Please keep us informed,

Karyn


----------



## altgirl35 (Sep 5, 2008)

i actually started with 8 this winter 1 of which was a fall baby and i recaptured a spring release piji i had raised to keep the little one company for the winter.
the 6 others were brought to me by a "underground rehabber" that's not a very good one and she rarely releases anything, anyways that's a long story in itself.
anyways out of the 6, one had to be put down because of egg yolk peritonitis, one is crippled is 10 yrs old and walks on her elbows i think i have found a home for her, another is imprinted and will go back to the woman probably at the end of the month but i love her so i don't know, and one old man has a wing droop(looking for a home for him. but 2 of her group will be releaseable soon as the weather turns nicer.
one of her boys and my spring release laid eggs and i decided to let them keep them, i figured saftey in numbers and i just love bb's and better yet i didn't have to raise them.
they are about 3 weeks old or so and seem to be doing great, crops are always full when i check them, one was a bit smaller than the other but she seems strong and healthy, i havn't weighed them for about a week, but keels feel good, i'm constantly checking their throats, keels and crops
when they all first arrived i did a 4-1 treatment to all of them a product i never used before and i'm not sure how well they work, then dewormed everybody individually with drontal plus but the parents only got 1 dose because the babies hatched and i was afraid to give them the second dose.
there was never any signs of illness except for the one who ended up with egg yolk peritonitis but i didn't know what was going on with her until it was too late and her abdomen filled up to the point i could feel it.
as for the acv i put about a teaspoon in a gallon


----------



## Dobato (Jul 3, 2008)

altgirl35 said:


> as for the acv i put about a teaspoon in a gallon


At 1 teaspoon a gallon, generally speaking, I would not think that the ACV would be causing this change in droppings, as 1 teaspoon a gallon is a very light dose, I asked because I was expecting something much stronger.
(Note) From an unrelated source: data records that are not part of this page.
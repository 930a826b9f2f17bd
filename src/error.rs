use serde::Serialize;
use std::path::PathBuf;
use thiserror::Error;

#[derive(Error, Debug)]
pub enum BadgeError {
    #[error("Failed to load image {}: {source}", path.display())]
    Decode {
        path: PathBuf,
        #[source]
        source: image::ImageError,
    },

    #[error("Badge size is invalid. Please upload a 512x512 image. (got {width}x{height})")]
    InvalidSize { width: u32, height: u32 },

    #[error("Nontransparent pixels should be within a circle.")]
    InvalidTransparencyRegion,

    #[error("The colors of the badge should give a 'happy' feeling.")]
    InvalidMood,

    #[error("Badge has no alpha channel; transparency cannot be checked.")]
    ChannelAccess,

    #[error("Failed to write badge {}: {source}", path.display())]
    Write {
        path: PathBuf,
        #[source]
        source: std::io::Error,
    },

    #[error("Failed to encode badge {}: {source}", path.display())]
    Encode {
        path: PathBuf,
        #[source]
        source: image::ImageError,
    },
}

/// Discriminant of a [`BadgeError`], for callers that branch on the failure
/// rather than print it.
#[derive(Serialize, Debug, Clone, Copy, PartialEq, Eq)]
#[serde(rename_all = "snake_case")]
pub enum FailureKind {
    Decode,
    InvalidSize,
    InvalidTransparencyRegion,
    InvalidMood,
    ChannelAccess,
    Write,
    Encode,
}

impl BadgeError {
    pub fn kind(&self) -> FailureKind {
        match self {
            BadgeError::Decode { .. } => FailureKind::Decode,
            BadgeError::InvalidSize { .. } => FailureKind::InvalidSize,
            BadgeError::InvalidTransparencyRegion => FailureKind::InvalidTransparencyRegion,
            BadgeError::InvalidMood => FailureKind::InvalidMood,
            BadgeError::ChannelAccess => FailureKind::ChannelAccess,
            BadgeError::Write { .. } => FailureKind::Write,
            BadgeError::Encode { .. } => FailureKind::Encode,
        }
    }

    /// True when the image was processed and judged invalid, false when it
    /// could not be processed at all.
    pub fn is_validation_failure(&self) -> bool {
        matches!(
            self,
            BadgeError::InvalidSize { .. }
                | BadgeError::InvalidTransparencyRegion
                | BadgeError::InvalidMood
        )
    }
}

pub type Result<T> = std::result::Result<T, BadgeError>;
pub mod badge;
pub mod error;
pub mod logger;
pub mod report;
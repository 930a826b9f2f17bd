use anyhow::{Context, Result};
use badge_check::{badge, logger};

fn main() -> Result<()> {
    logger::init_cli_logger(false);

    let path = std::env::args()
        .nth(1)
        .unwrap_or_else(|| badge::DEFAULT_OUTPUT_PATH.to_string());

    let stats = badge::inspect_badge(&path).with_context(|| format!("Failed to inspect {path}"))?;

    println!("Inspecting badge: {}", path);
    println!("Image dimensions: {}x{}", stats.width, stats.height);
    println!(
        "Alpha channel: {}",
        if stats.has_alpha { "present" } else { "missing" }
    );
    println!(
        "Inscribed circle: center=({}, {}) radius={}",
        stats.circle.center_x, stats.circle.center_y, stats.circle.radius
    );

    match stats.average_luma {
        Some(luma) => println!(
            "Average luma: {:.2} (needs > {})",
            luma,
            badge::HAPPY_LUMA_THRESHOLD
        ),
        None => println!("Average luma: n/a (no pixels)"),
    }

    println!("\nNontransparent pixels: {}", stats.nontransparent_pixels);
    println!("  {} of them outside the circle", stats.pixels_outside_circle);

    if (stats.width, stats.height) == (badge::BADGE_SIZE, badge::BADGE_SIZE) {
        println!("✓ Badge has the expected size");
    } else {
        println!(
            "⚠ Badge should be {}x{}",
            badge::BADGE_SIZE,
            badge::BADGE_SIZE
        );
    }

    Ok(())
}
However, I have learned that nothing is 100% and there is aways the chance that ACV does not agree with this little one, even at quite low dosages. I know it's hard sometimes reconstructing a time line, but take a minute and think it all through again, anything else, even small, in routine change, or a change, again even small, in disposition or demeanor, is she/he self feeding at all? Was it like normal droppings one day, then ACV, and then sudden onset of the droppings you describe?


----------



## altgirl35 (Sep 5, 2008)

i noticed them yesterday but wasn't sure who did it , they all have free reign in the rehab room, then i noticed another this morning when i was cleaning, still wasn't sure who did it.
this evening i went into turn out the lights and checked the babes and saw the bigger baby poop.
i have no idea if they are self feeding if they are they are not eating in front of me, i don't hang out in there except to clean, feed and check on everyone a few times a day.
i'll try to get some pics of them and the poo in the morning, and weigh them
i hope it's just the acv i can't wait to get them outside in the aviary, lol


----------



## Dobato (Jul 3, 2008)

Well, I always like to have a little plan in my mind in advance on how to proceed, for some reason when I know one of my guys is a little off, it subdues some of the fretting I tend to do, so may I suggest this. This plan is predicated on that the little one remains looking essentially well, outside of these loose droppings. Give it a day and see if they start to improve, to see if cause and effect with the ACV can be drawn, if they are improving, this would be a good thing. The next thing I would do, whether there was some improvement or not would be to take about 2cc of plain organic yogurt, or Kefir, and into this this I would mix some good quality probiotics, I would tube this once in the morning and once at night. Again, the next day I would see how the droppings are looking and at this point, if I was still not pleased with them, I would consider giving 0.10cc of Pepto Bismal, once in the morning and once at night. I have used Pepto Bismal myself on a number of occasions and have found it to be effective in settling GI tract ills without having to resort to treatment meds. If the next day things were not better, it would then I most likely escalate to treatment meds. It may be also wise to see if you can have a fecal done during all of this to have an idea if there is anything you should know about going on there upfront.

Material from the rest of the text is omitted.